A giant batch of pimm's cups.

I hope you've all enjoyed your first lesson on how to be a LadyNerd! We've got many more planned in the upcoming months, so soon you'll know how to manage all of life's situations in true LadyNerd fashion. (Note: Currently not planned is the "How To Have A Baby Like A LadyNerd" lesson. We'll let one of you lovely readers take that one for the team, and let us know how it goes.)

A photo caught in between yelling out loud at Edith.

Have you any examples in your own life where being a LadyNerd made you the winner? Let us know in the comments!

And now . . .

It's the Great Stuffed Pumpkin Recipe, Charlie Brown:

1.  Find a pumpkin (a harvest-type pumpkin is better than a jack-o'-lantern type pumpkin. Sugar pie pumpkins are really the best for this, but they're small, so you'll only get two servings). Cut off the top of the pumpkin (save this!) and scoop out the seeds and strings, just like if you were about to carve it. But, uh, don't carve it.

2.  Make a stuffing. This can be pretty much anything your heart desires - I've heard of people going super fancy with this. I do not go super fancy, and in fact stick to what Dorie Greenspan originally suggested, because I truly believe the combination of the following ingredients is akin to what ambrosia tasted like on Mt Olympus:

•  French bread, cut or torn into bite-size pieces

•  half a shallot, minced

•  2-3 cloves of garlic, rough chopped (I like things to be garlicky; your mileage may vary)

•  2 Granny Smith apples, cored, sliced and chopped into small bites

•  Bacon (cook BEFORE putting it in the pumpkin, then crumble into bits)

•  Gruyere cheese, cut into small chunks

•  Fresh Thyme

•  Salt and Pepper

Dear deliciousness, please get in my tummeh.

Mix all of this up in a bowl and stuff it in your pumpkin. Really cram it in there! Take all of your LadyNerd frustrations about the cancellation of your favorite tv show out onto this stuffing. There have got to be a few Joss Whedon-related pockets of angst in there somewhere. Then grate some fresh nutmeg into about a cup of heavy cream and pour it over the top of the stuffing.

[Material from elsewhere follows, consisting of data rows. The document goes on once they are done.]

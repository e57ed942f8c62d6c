//! Prometheus metrics for Nexus components.
//!
//! All metrics follow the naming convention: `nexus_<component>_<metric>_<unit>`
//!
//! ## Metric Types
//!
//! - **Counter**: Monotonically increasing value (e.g., events_published_total)
//! - **Gauge**: Value that can go up or down (e.g., active_subscribers)
//! - **Histogram**: Distribution of values (e.g., fanout_duration_seconds)

use lazy_static::lazy_static;
use prometheus::{
    exponential_buckets, Counter, CounterVec, Encoder, Gauge, Histogram, Opts, Registry,
    TextEncoder,
};

use crate::TelemetryError;

lazy_static! {
    /// Global metrics registry
    pub static ref REGISTRY: Registry = Registry::new();

    // =========================================================================
    // BUS METRICS
    // =========================================================================

    /// Events accepted by the bus, by topic
    pub static ref EVENTS_PUBLISHED: CounterVec = CounterVec::new(
        Opts::new("nexus_bus_events_published_total", "Events accepted for delivery"),
        &["topic"]
    ).expect("metric creation failed");

    /// Handler and stream deliveries completed
    pub static ref EVENTS_DELIVERED: Counter = Counter::new(
        "nexus_bus_events_delivered_total",
        "Local deliveries completed"
    ).expect("metric creation failed");

    /// Publishes suppressed by event-id dedup
    pub static ref EVENTS_DUPLICATE: Counter = Counter::new(
        "nexus_bus_events_duplicate_total",
        "Events suppressed as duplicates"
    ).expect("metric creation failed");

    /// Events dropped at a bounded queue
    pub static ref EVENTS_DROPPED: CounterVec = CounterVec::new(
        Opts::new("nexus_bus_events_dropped_total", "Events dropped at a bounded queue"),
        &["stage"]  // stage: worker_queue/stream_sink/bridge_outbound
    ).expect("metric creation failed");

    /// Publishes rejected by validation
    pub static ref EVENTS_INVALID: Counter = Counter::new(
        "nexus_bus_events_invalid_total",
        "Events rejected with InvalidEventType"
    ).expect("metric creation failed");

    /// Envelopes received from peer instances
    pub static ref BRIDGE_RECEIVED: Counter = Counter::new(
        "nexus_bridge_received_total",
        "Envelopes received over the cross-instance transport"
    ).expect("metric creation failed");

    /// Bridge receiver loop restarts
    pub static ref BRIDGE_RESTARTS: Counter = Counter::new(
        "nexus_bridge_restarts_total",
        "Cross-instance receiver loop restarts"
    ).expect("metric creation failed");

    /// Handler panics caught by delivery workers
    pub static ref HANDLER_PANICS: Counter = Counter::new(
        "nexus_bus_handler_panics_total",
        "Subscriber handler panics recovered by workers"
    ).expect("metric creation failed");

    // =========================================================================
    // STATE METRICS
    // =========================================================================

    /// Entities currently held in memory
    pub static ref ENTITIES_ACTIVE: Gauge = Gauge::new(
        "nexus_state_entities_active",
        "Entities resident in the state store"
    ).expect("metric creation failed");

    /// Applied entity updates
    pub static ref ENTITY_UPDATES: Counter = Counter::new(
        "nexus_state_updates_total",
        "Entity updates applied"
    ).expect("metric creation failed");

    /// Idle entities evicted
    pub static ref ENTITIES_EVICTED: Counter = Counter::new(
        "nexus_state_entities_evicted_total",
        "Entities evicted after the idle TTL"
    ).expect("metric creation failed");

    /// Failed durable writes (each attempt)
    pub static ref PERSIST_FAILURES: Counter = Counter::new(
        "nexus_state_persist_failures_total",
        "Failed persistence attempts"
    ).expect("metric creation failed");

    /// 1 while running in memory-only mode
    pub static ref PERSISTENCE_DEGRADED: Gauge = Gauge::new(
        "nexus_state_persistence_degraded",
        "1 when persistence is unavailable and the store runs in memory only"
    ).expect("metric creation failed");

    // =========================================================================
    // FAN-OUT METRICS
    // =========================================================================

    /// Live subscriber channels
    pub static ref SUBSCRIBERS_ACTIVE: Gauge = Gauge::new(
        "nexus_fanout_subscribers_active",
        "Live subscriber channels"
    ).expect("metric creation failed");

    /// Sends dropped after the per-subscriber timeout
    pub static ref SLOW_CONSUMERS: Counter = Counter::new(
        "nexus_fanout_slow_consumer_total",
        "Events dropped for a subscriber whose channel stayed full"
    ).expect("metric creation failed");

    /// Time to notify all subscribers of one entity
    pub static ref FANOUT_DURATION: Histogram = Histogram::with_opts(
        prometheus::HistogramOpts::new(
            "nexus_fanout_duration_seconds",
            "Time spent notifying an entity's subscribers"
        ).buckets(exponential_buckets(0.0001, 2.0, 16).expect("bucket creation failed"))
    ).expect("metric creation failed");

    // =========================================================================
    // STREAM METRICS
    // =========================================================================

    /// Running stream sessions
    pub static ref STREAM_SESSIONS_ACTIVE: Gauge = Gauge::new(
        "nexus_stream_sessions_active",
        "Running stream sessions"
    ).expect("metric creation failed");

    /// Terminal outcomes by kind
    pub static ref STREAM_OUTCOMES: CounterVec = CounterVec::new(
        Opts::new("nexus_stream_outcomes_total", "Stream sessions by terminal outcome"),
        &["outcome"]  // success or a failure reason
    ).expect("metric creation failed");

    /// Sessions refused because the concurrency bound was reached
    pub static ref STREAM_REJECTED: Counter = Counter::new(
        "nexus_stream_rejected_busy_total",
        "Stream requests rejected with Busy"
    ).expect("metric creation failed");

    // =========================================================================
    // GATEWAY METRICS
    // =========================================================================

    /// Open WebSocket connections
    pub static ref WS_CONNECTIONS: Gauge = Gauge::new(
        "nexus_gateway_connections_active",
        "Open gateway connections"
    ).expect("metric creation failed");

    /// Ingest failures by reason
    pub static ref INGEST_ERRORS: CounterVec = CounterVec::new(
        Opts::new("nexus_gateway_ingest_errors_total", "Rejected client messages"),
        &["reason"]
    ).expect("metric creation failed");
}

/// Register all metrics with the global registry. Safe to call more than once.
pub fn register_metrics() -> Result<(), TelemetryError> {
    let metrics: Vec<Box<dyn prometheus::core::Collector>> = vec![
        // Bus
        Box::new(EVENTS_PUBLISHED.clone()),
        Box::new(EVENTS_DELIVERED.clone()),
        Box::new(EVENTS_DUPLICATE.clone()),
        Box::new(EVENTS_DROPPED.clone()),
        Box::new(EVENTS_INVALID.clone()),
        Box::new(BRIDGE_RECEIVED.clone()),
        Box::new(BRIDGE_RESTARTS.clone()),
        Box::new(HANDLER_PANICS.clone()),
        // State
        Box::new(ENTITIES_ACTIVE.clone()),
        Box::new(ENTITY_UPDATES.clone()),
        Box::new(ENTITIES_EVICTED.clone()),
        Box::new(PERSIST_FAILURES.clone()),
        Box::new(PERSISTENCE_DEGRADED.clone()),
        // Fan-out
        Box::new(SUBSCRIBERS_ACTIVE.clone()),
        Box::new(SLOW_CONSUMERS.clone()),
        Box::new(FANOUT_DURATION.clone()),
        // Streams
        Box::new(STREAM_SESSIONS_ACTIVE.clone()),
        Box::new(STREAM_OUTCOMES.clone()),
        Box::new(STREAM_REJECTED.clone()),
        // Gateway
        Box::new(WS_CONNECTIONS.clone()),
        Box::new(INGEST_ERRORS.clone()),
    ];

    for metric in metrics {
        match REGISTRY.register(metric) {
            Ok(()) | Err(prometheus::Error::AlreadyReg) => {}
            Err(e) => return Err(TelemetryError::MetricsInit(e.to_string())),
        }
    }

    Ok(())
}

/// Encode all metrics as Prometheus text format.
pub fn encode_metrics() -> Result<String, TelemetryError> {
    let encoder = TextEncoder::new();
    let metric_families = REGISTRY.gather();
    let mut buffer = Vec::new();
    encoder
        .encode(&metric_families, &mut buffer)
        .map_err(|e| TelemetryError::MetricsInit(e.to_string()))?;
    String::from_utf8(buffer).map_err(|e| TelemetryError::MetricsInit(e.to_string()))
}

/// Timer guard for automatic histogram observation.
pub struct HistogramTimer {
    histogram: Histogram,
    start: std::time::Instant,
}

impl HistogramTimer {
    /// Start a new timer for the given histogram.
    pub fn new(histogram: &Histogram) -> Self {
        Self {
            histogram: histogram.clone(),
            start: std::time::Instant::now(),
        }
    }
}

impl Drop for HistogramTimer {
    fn drop(&mut self) {
        let duration = self.start.elapsed().as_secs_f64();
        self.histogram.observe(duration);
    }
}

/// Start timing for a histogram. Observation happens on drop.
#[macro_export]
macro_rules! time_histogram {
    ($histogram:expr) => {
        $crate::metrics::HistogramTimer::new(&$histogram)
    };
}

(For a good vegan version, try farro or wild-grain rice instead of the French bread, some toasted hazlenuts, apples, cranberries, herbs and then substitute vegetable broth [or white wine!] for the cream. I haven't made that combo yet but I'm going to make it for a party this week, and I bet it will be delicious.)

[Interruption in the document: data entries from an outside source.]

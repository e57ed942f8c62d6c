//! # Delivery Worker Pool
//!
//! Handler callbacks never run on the publisher's task. Each publish enqueues
//! one job per matching handler onto a bounded per-worker queue; a full queue
//! drops the job and counts it, so a slow handler cannot stall a producer.
//!
//! Jobs are sharded by (subscription, entity or correlation id), which keeps
//! delivery to one subscriber in publish order for a given entity while
//! different subscribers and entities proceed in parallel.
//!
//! ```text
//! publish ──► shard(sub, key) ──► [queue 0] ──► worker 0 ──► handler.handle()
//!                               ├► [queue 1] ──► worker 1
//!                               └► [queue N] ──► worker N
//! ```

use crate::handler::EventHandler;
use futures::FutureExt;
use nexus_telemetry::{metric_inc, EVENTS_DELIVERED, HANDLER_PANICS};
use nexus_types::{panic_message, EventEnvelope};
use parking_lot::Mutex;
use std::collections::hash_map::DefaultHasher;
use std::hash::{Hash, Hasher};
use std::panic::AssertUnwindSafe;
use std::sync::atomic::{AtomicU64, Ordering};
use std::sync::Arc;
use tokio::sync::mpsc;
use tokio_util::sync::CancellationToken;
use tokio_util::task::TaskTracker;
use tracing::{debug, error, warn};

/// One handler invocation.
pub(crate) struct DeliveryJob {
    pub(crate) subscription_id: u64,
    pub(crate) envelope: Arc<EventEnvelope>,
    pub(crate) handler: Arc<dyn EventHandler>,
}

/// Counters shared by the pool's workers.
#[derive(Debug, Default)]
pub(crate) struct PoolCounters {
    pub(crate) delivered: AtomicU64,
    pub(crate) failed: AtomicU64,
    pub(crate) panicked: AtomicU64,
}

/// Fixed set of delivery workers with bounded queues.
pub(crate) struct DeliveryPool {
    senders: Vec<mpsc::Sender<DeliveryJob>>,
    receivers: Mutex<Vec<mpsc::Receiver<DeliveryJob>>>,
    counters: Arc<PoolCounters>,
}

impl DeliveryPool {
    pub(crate) fn new(workers: usize, queue_capacity: usize) -> Self {
        let workers = workers.max(1);
        let per_worker = (queue_capacity / workers).max(1);
        let (senders, receivers): (Vec<_>, Vec<_>) = (0..workers).map(|_| mpsc::channel(per_worker)).unzip();
        Self {
            senders,
            receivers: Mutex::new(receivers),
            counters: Arc::new(PoolCounters::default()),
        }
    }

    /// Enqueue without waiting. Returns the job back when its queue is full or closed.
    pub(crate) fn try_enqueue(&self, job: DeliveryJob) -> Result<(), DeliveryJob> {
        let shard = self.shard_for(&job);
        self.senders[shard].try_send(job).map_err(|e| match e {
            mpsc::error::TrySendError::Full(job) | mpsc::error::TrySendError::Closed(job) => job,
        })
    }

    fn shard_for(&self, job: &DeliveryJob) -> usize {
        let mut hasher = DefaultHasher::new();
        job.subscription_id.hash(&mut hasher);
        job.envelope
            .entity_id
            .as_deref()
            .unwrap_or(&job.envelope.correlation_id)
            .hash(&mut hasher);
        (hasher.finish() % self.senders.len() as u64) as usize
    }

    /// Spawn the workers. Only the first call has an effect.
    pub(crate) fn spawn(&self, tracker: &TaskTracker, cancel: &CancellationToken) {
        let receivers = std::mem::take(&mut *self.receivers.lock());
        for (index, receiver) in receivers.into_iter().enumerate() {
            tracker.spawn(run_worker(
                index,
                receiver,
                cancel.clone(),
                self.counters.clone(),
            ));
        }
    }

    pub(crate) fn counters(&self) -> &PoolCounters {
        &self.counters
    }

    pub(crate) fn workers(&self) -> usize {
        self.senders.len()
    }
}

async fn run_worker(
    index: usize,
    mut receiver: mpsc::Receiver<DeliveryJob>,
    cancel: CancellationToken,
    counters: Arc<PoolCounters>,
) {
    debug!(worker = index, "Delivery worker started");
    loop {
        let job = tokio::select! {
            biased;
            () = cancel.cancelled() => break,
            job = receiver.recv() => match job {
                Some(job) => job,
                None => break,
            },
        };

        let outcome = AssertUnwindSafe(job.handler.handle(job.envelope.clone()))
            .catch_unwind()
            .await;

        match outcome {
            Ok(Ok(())) => {
                counters.delivered.fetch_add(1, Ordering::Relaxed);
                metric_inc!(EVENTS_DELIVERED);
            }
            Ok(Err(e)) => {
                counters.failed.fetch_add(1, Ordering::Relaxed);
                warn!(
                    worker = index,
                    subscription = job.subscription_id,
                    event_id = %job.envelope.event_id,
                    event_type = %job.envelope.event_type,
                    error = %e,
                    "Handler returned error"
                );
            }
            Err(panic) => {
                counters.panicked.fetch_add(1, Ordering::Relaxed);
                metric_inc!(HANDLER_PANICS);
                error!(
                    worker = index,
                    subscription = job.subscription_id,
                    event_id = %job.envelope.event_id,
                    panic = %panic_message(panic.as_ref()),
                    "Handler panicked, worker continues"
                );
            }
        }
    }
    debug!(worker = index, "Delivery worker stopped");
}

3.  Stick the pumpkin top back on and place the pumpkin into a 350 degree oven. Depending on the size of the pumpkin, it could take 90 minutes to 2 hours to cook.

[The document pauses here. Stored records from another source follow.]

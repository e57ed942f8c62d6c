//! # Component Container
//!
//! Builds every component in dependency order and wires the built-in
//! handlers onto the bus.
//!
//! ```text
//! catalog ──► bus ──► store ──► sink ──► stream controller ──► gateway
//!                                 │
//!               EntityCommandHandler · EntityRouter · StreamRouter
//! ```

use super::config::NodeConfig;
use crate::adapters::{EntitySink, FileSnapshotHook};
use crate::handlers::{
    AnalyticsStreamHandler, EntityCommandHandler, EntityRouter, StateStreamHandler, StreamRouter,
    LIST_ACTION, STATE_ACTION, STREAM_ANALYTICS_ACTION, STREAM_STATE_ACTION, UPDATE_ACTION,
};
use crate::NodeError;
use nexus_bus::{
    ClusterTransport, DedupStore, DeliveryScope, EventBus, InMemoryDedupStore, InMemoryTransport,
    SubscriptionHandle,
};
use nexus_gateway::TransportGateway;
use nexus_state::EntityStateStore;
use nexus_stream::StreamController;
use nexus_types::{EventCatalog, EventValidator, NexusError};
use std::sync::Arc;
use tracing::{info, warn};

/// Catalog used when no manifest is configured: the entity commands and
/// the two built-in streams.
pub fn builtin_catalog(entity_type: &str) -> Result<EventCatalog, NexusError> {
    EventCatalog::builder()
        .action(entity_type, UPDATE_ACTION)
        .action(entity_type, STATE_ACTION)
        .action(entity_type, LIST_ACTION)
        .streaming_action(entity_type, STREAM_STATE_ACTION)
        .streaming_action(entity_type, STREAM_ANALYTICS_ACTION)
        .build()
}

/// All component instances of one node.
pub struct NexusContainer {
    pub catalog: Arc<EventCatalog>,
    pub bus: Arc<EventBus>,
    pub store: Arc<EntityStateStore>,
    pub sink: Arc<EntitySink>,
    pub streams: Arc<StreamController>,
    pub gateway: Arc<TransportGateway>,
    _subscriptions: Vec<SubscriptionHandle>,
}

impl NexusContainer {
    /// Build a standalone node with its own in-memory transport.
    pub async fn build(config: &NodeConfig) -> Result<Self, NodeError> {
        Self::build_with(
            config,
            Arc::new(InMemoryTransport::new()),
            Arc::new(InMemoryDedupStore::new()),
        )
        .await
    }

    /// Build a node that shares `transport` and `dedup` with its peers.
    pub async fn build_with(
        config: &NodeConfig,
        transport: Arc<dyn ClusterTransport>,
        dedup: Arc<dyn DedupStore>,
    ) -> Result<Self, NodeError> {
        let entity_type = config.store.entity_type.as_str();

        let catalog = match &config.catalog {
            Some(path) => EventCatalog::from_manifest_file(path)?,
            None => builtin_catalog(entity_type)?,
        };
        if !catalog.contains(entity_type, UPDATE_ACTION) {
            warn!(entity_type, "Catalog has no update action; entity updates will be rejected");
        }
        let catalog = Arc::new(catalog);

        let bus = EventBus::builder(EventValidator::new(catalog.clone()))
            .config(config.bus.clone())
            .transport(transport)
            .dedup(dedup)
            .build();

        let store = match &config.data_dir {
            Some(dir) => {
                let hook = FileSnapshotHook::open(dir).await?;
                EntityStateStore::with_persist_hook(config.store.clone(), Arc::new(hook))
            }
            None => EntityStateStore::new(config.store.clone()),
        };
        if let Some(seed) = &config.seed_file {
            let snapshot = store.seed_from_file(seed).await?;
            info!(entity_id = %snapshot.entity_id, keys = snapshot.state.len(), "Seeded default entity");
        }

        let sink = EntitySink::new(bus.clone(), store.clone());

        let streams = StreamController::builder(sink.clone())
            .config(config.stream.clone())
            .catalog(catalog.clone())
            .register(
                format!("{entity_type}:{STREAM_STATE_ACTION}"),
                StateStreamHandler::new(store.clone()),
            )
            .register(
                format!("{entity_type}:{STREAM_ANALYTICS_ACTION}"),
                AnalyticsStreamHandler::new(store.clone()),
            )
            .build();

        let gateway = TransportGateway::new(config.gateway.clone(), sink.clone(), store.fanout().clone());

        let command_patterns = EntityCommandHandler::patterns(entity_type);
        let stream_patterns = StreamRouter::patterns(&streams);
        let subscriptions = vec![
            bus.subscribe_scoped(
                &as_strs(&command_patterns),
                DeliveryScope::LocalOrigin,
                EntityCommandHandler::new(store.clone(), sink.clone()),
            )?,
            bus.subscribe_scoped(
                &as_strs(&stream_patterns),
                DeliveryScope::LocalOrigin,
                StreamRouter::new(streams.clone(), sink.clone()),
            )?,
            bus.subscribe("*", EntityRouter::new(bus.instance_id(), store.clone()))?,
        ];

        Ok(Self {
            catalog,
            bus,
            store,
            sink,
            streams,
            gateway,
            _subscriptions: subscriptions,
        })
    }

    /// Start background workers of the bus and the store.
    pub fn start(&self) {
        self.bus.start();
        self.store.start();
    }

    /// Stop components in reverse dependency order.
    pub async fn shutdown(&self) {
        self.gateway.shutdown().await;
        self.streams.shutdown().await;
        self.bus.shutdown().await;
        self.store.shutdown().await;
    }
}

fn as_strs(patterns: &[String]) -> Vec<&str> {
    patterns.iter().map(String::as_str).collect()
}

Baked, bubbly, and bitchin' delicious.

4.  Eat the eff out of it. You can serve up the pumpkin in a variety of ways. I like to get a big serving spoon and just scoop out the stuffing, along with a generous helping of pumpkin flesh, and plop it on a plate. Some people cut the pumpkin itself into wedges and serve it with the stuffing - this would certainly be the prettiest option. It's pretty much going to be delicious any way you eat it, trust.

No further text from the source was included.